According to Confederation of Indian Industry (CII) President and EY India Chairman Rajiv Memani, three things stand out if we reflect on the major developments of the current year. “These are trade diversification, the GDP growth rate which is incredible in the backdrop of what is happening in the world, and the pace at which reforms are being rolled out, whether it is about labour codes, FDI or energy. The reform journey has to continue,” he said.
fAccording to Memani, rolling out the ₹1 trillion research and development (R&D) fund, testing the efficacy of various production linked incentive (PLI) schemes and continuing the emphasis on manufacturing are essential.
“We must also push pending reforms in energy and mining sectors to build competitive advantages and continue efforts related to land, environmental clearances, and construction permits for ease of doing business," the industry chamber chief said. "However, the one area where I believe there is still not enough momentum is judicial reforms. With a pendency of almost 5.5 crore cases, increasing by 3-4% annually, this backlog can significantly slow down India's progress.”

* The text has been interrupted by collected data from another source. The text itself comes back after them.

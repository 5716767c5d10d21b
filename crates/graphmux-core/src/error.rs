//! Error types shared by every graphmux client and transport.

use serde::{Deserialize, Serialize};
use thiserror::Error;

/// HTTP error information captured from reqwest.
#[derive(Debug, Clone, PartialEq, Eq, Serialize, Deserialize)]
pub struct HttpErrorInfo {
    /// Error message.
    pub message: String,
    /// HTTP status code (if available).
    pub status_code: Option<u16>,
    /// Whether the error was a timeout.
    pub is_timeout: bool,
    /// Whether the error was a connection failure.
    pub is_connect: bool,
}

impl From<reqwest::Error> for HttpErrorInfo {
    fn from(err: reqwest::Error) -> Self {
        Self {
            message: err.to_string(),
            status_code: err.status().map(|status| status.as_u16()),
            is_timeout: err.is_timeout(),
            is_connect: err.is_connect(),
        }
    }
}

/// GraphQL error location.
#[derive(Debug, Clone, PartialEq, Eq, Serialize, Deserialize)]
pub struct GraphqlErrorLocation {
    /// Line number in the query (1-based).
    pub line: u32,
    /// Column number in the query (1-based).
    pub column: u32,
}

/// GraphQL path segment.
#[derive(Debug, Clone, PartialEq, Eq, Serialize, Deserialize)]
#[serde(untagged)]
pub enum GraphqlPathSegment {
    /// Field name.
    Key(String),
    /// Array index.
    Index(i64),
}

/// GraphQL error (per GraphQL spec).
#[derive(Debug, Clone, PartialEq, Serialize, Deserialize)]
pub struct GraphqlError {
    /// Human-readable error message.
    pub message: String,
    /// Location(s) within the query.
    #[serde(default)]
    pub locations: Vec<GraphqlErrorLocation>,
    /// Path within the response where the error occurred.
    #[serde(default)]
    pub path: Vec<GraphqlPathSegment>,
    /// Extensions metadata.
    #[serde(default, skip_serializing_if = "Option::is_none")]
    pub extensions: Option<serde_json::Value>,
}

/// Error type for client operations.
///
/// Transport-level failures are surfaced to application call sites with the
/// GraphQL error list intact; lifecycle operations (cache reset, socket
/// restart) absorb their own failures and only log them.
#[derive(Debug, Clone, Error)]
pub enum ClientError {
    /// HTTP/network error.
    #[error("HTTP error: {0:?}")]
    Http(HttpErrorInfo),

    /// HTTP response status error.
    #[error("HTTP status {status} with body: {body}")]
    HttpStatus {
        /// HTTP status code.
        status: u16,
        /// Response body (truncated if needed).
        body: String,
    },

    /// JSON serialization or parsing error.
    #[error("JSON error: {0}")]
    Json(String),

    /// GraphQL-level errors returned by the server.
    #[error("GraphQL errors: {errors:?}")]
    GraphqlErrors {
        /// GraphQL error list.
        errors: Vec<GraphqlError>,
    },

    /// Transport or wire-protocol violation.
    #[error("protocol error: {message}")]
    Protocol {
        /// Details.
        message: String,
    },

    /// Login was attempted without a token.
    ///
    /// Clearing the stored token is only ever performed by logout.
    #[error("login requires a non-empty token")]
    EmptyToken,
}

impl From<reqwest::Error> for ClientError {
    fn from(err: reqwest::Error) -> Self {
        Self::Http(HttpErrorInfo::from(err))
    }
}

impl From<serde_json::Error> for ClientError {
    fn from(err: serde_json::Error) -> Self {
        Self::Json(err.to_string())
    }
}

impl ClientError {
    /// Convert a GraphQL error list into a client error.
    #[must_use]
    pub const fn graphql(errors: Vec<GraphqlError>) -> Self {
        Self::GraphqlErrors { errors }
    }

    /// Build a protocol error from a display-able cause.
    #[must_use]
    pub fn protocol(message: impl Into<String>) -> Self {
        Self::Protocol {
            message: message.into(),
        }
    }
}

/// Setup-time errors. Only the absence of any configured client is fatal;
/// a client missing both endpoints is reported and still constructed.
#[derive(Debug, Error)]
pub enum SetupError {
    /// No clients were configured.
    #[error("at least one client must be configured")]
    NoClientsConfigured,

    /// A client configuration file could not be loaded.
    #[error("unable to resolve config for client `{client}`: {message}")]
    ConfigLoad {
        /// Client name.
        client: String,
        /// Loader failure details.
        message: String,
    },

    /// A client's transport could not be constructed.
    #[error("failed to build client `{client}`: {message}")]
    ClientBuild {
        /// Client name.
        client: String,
        /// Construction failure details.
        message: String,
    },
}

According to Memani, decriminalization and simplification of laws, tight statutes of limitation, limiting the number of appeals by the government, strengthening alternative dispute resolution mechanisms such as mediation and arbitration and improving court infrastructure are also essential.
Eyes on single-windows
Businesses are looking at end-to-end single-window system for all clearances and licences required, faster and more predictable approvals, and quicker contract enforcement. This, they say, are essential to converting investment intent into timely project execution.
“As India looks ahead to 2026, sustaining strong growth will require productivity-enhancing reforms that materially improve ease of doing business,” said Nirmal K. Minda, president of the Associated Chambers of Commerce and Industry of India (Assocham).
According to him, the ecosystem for micro, small and medium enterprises (MSMEs) needs sharper and a more targeted support. This includes wider and more affordable credit access, faster payment cycles, and stronger incentives for technology upgradation and export readiness, said Minda.
Structural ease of doing business measures can unlock disproportionate gains for MSMEs, said Minda, citing examples such as plug-and-play facilities that dramatically reduce set-up time and compliance burden. Such measures will lower entry barriers for small businesses and accelerate formalization and scale, he said.
“Empowering India’s small and medium enterprises through these reforms is central to broad-based job creation, resilient supply chains and sustaining the country’s growth momentum in the years ahead," said Minda.
In the insurance sector, the recent liberalization allowing full foreign ownership is expected to be followed by structural reforms aimed at improving penetration and product innovation, said Narinder Wadhwa, managing director and chief executive officer of financial services firm SKI Capital Services Ltd.
Simplified licensing, faster product approvals, rationalization of commissions and renewed discussion on composite licences and open distribution architecture may gain momentum in 2026, he said.
On the non-financial side, reforms are expected to complement financial-sector initiatives by strengthening the real economy in 2026, he said.
MSME-focused measures, aimed at easing compliance, improving access to formal credit and supporting SME listings are likely to feature prominently in the Budget, he said.
“Overall, reforms expected in 2026 reflect a maturing policy framework that seeks to balance growth with stability, he said. “The emphasis is likely to be on building a resilient financial system, supported by strong banks and non-bank finance companies, deeper insurance and pension markets, efficient and transparent capital markets, and a digitally-enabled but well-regulated financial architecture.”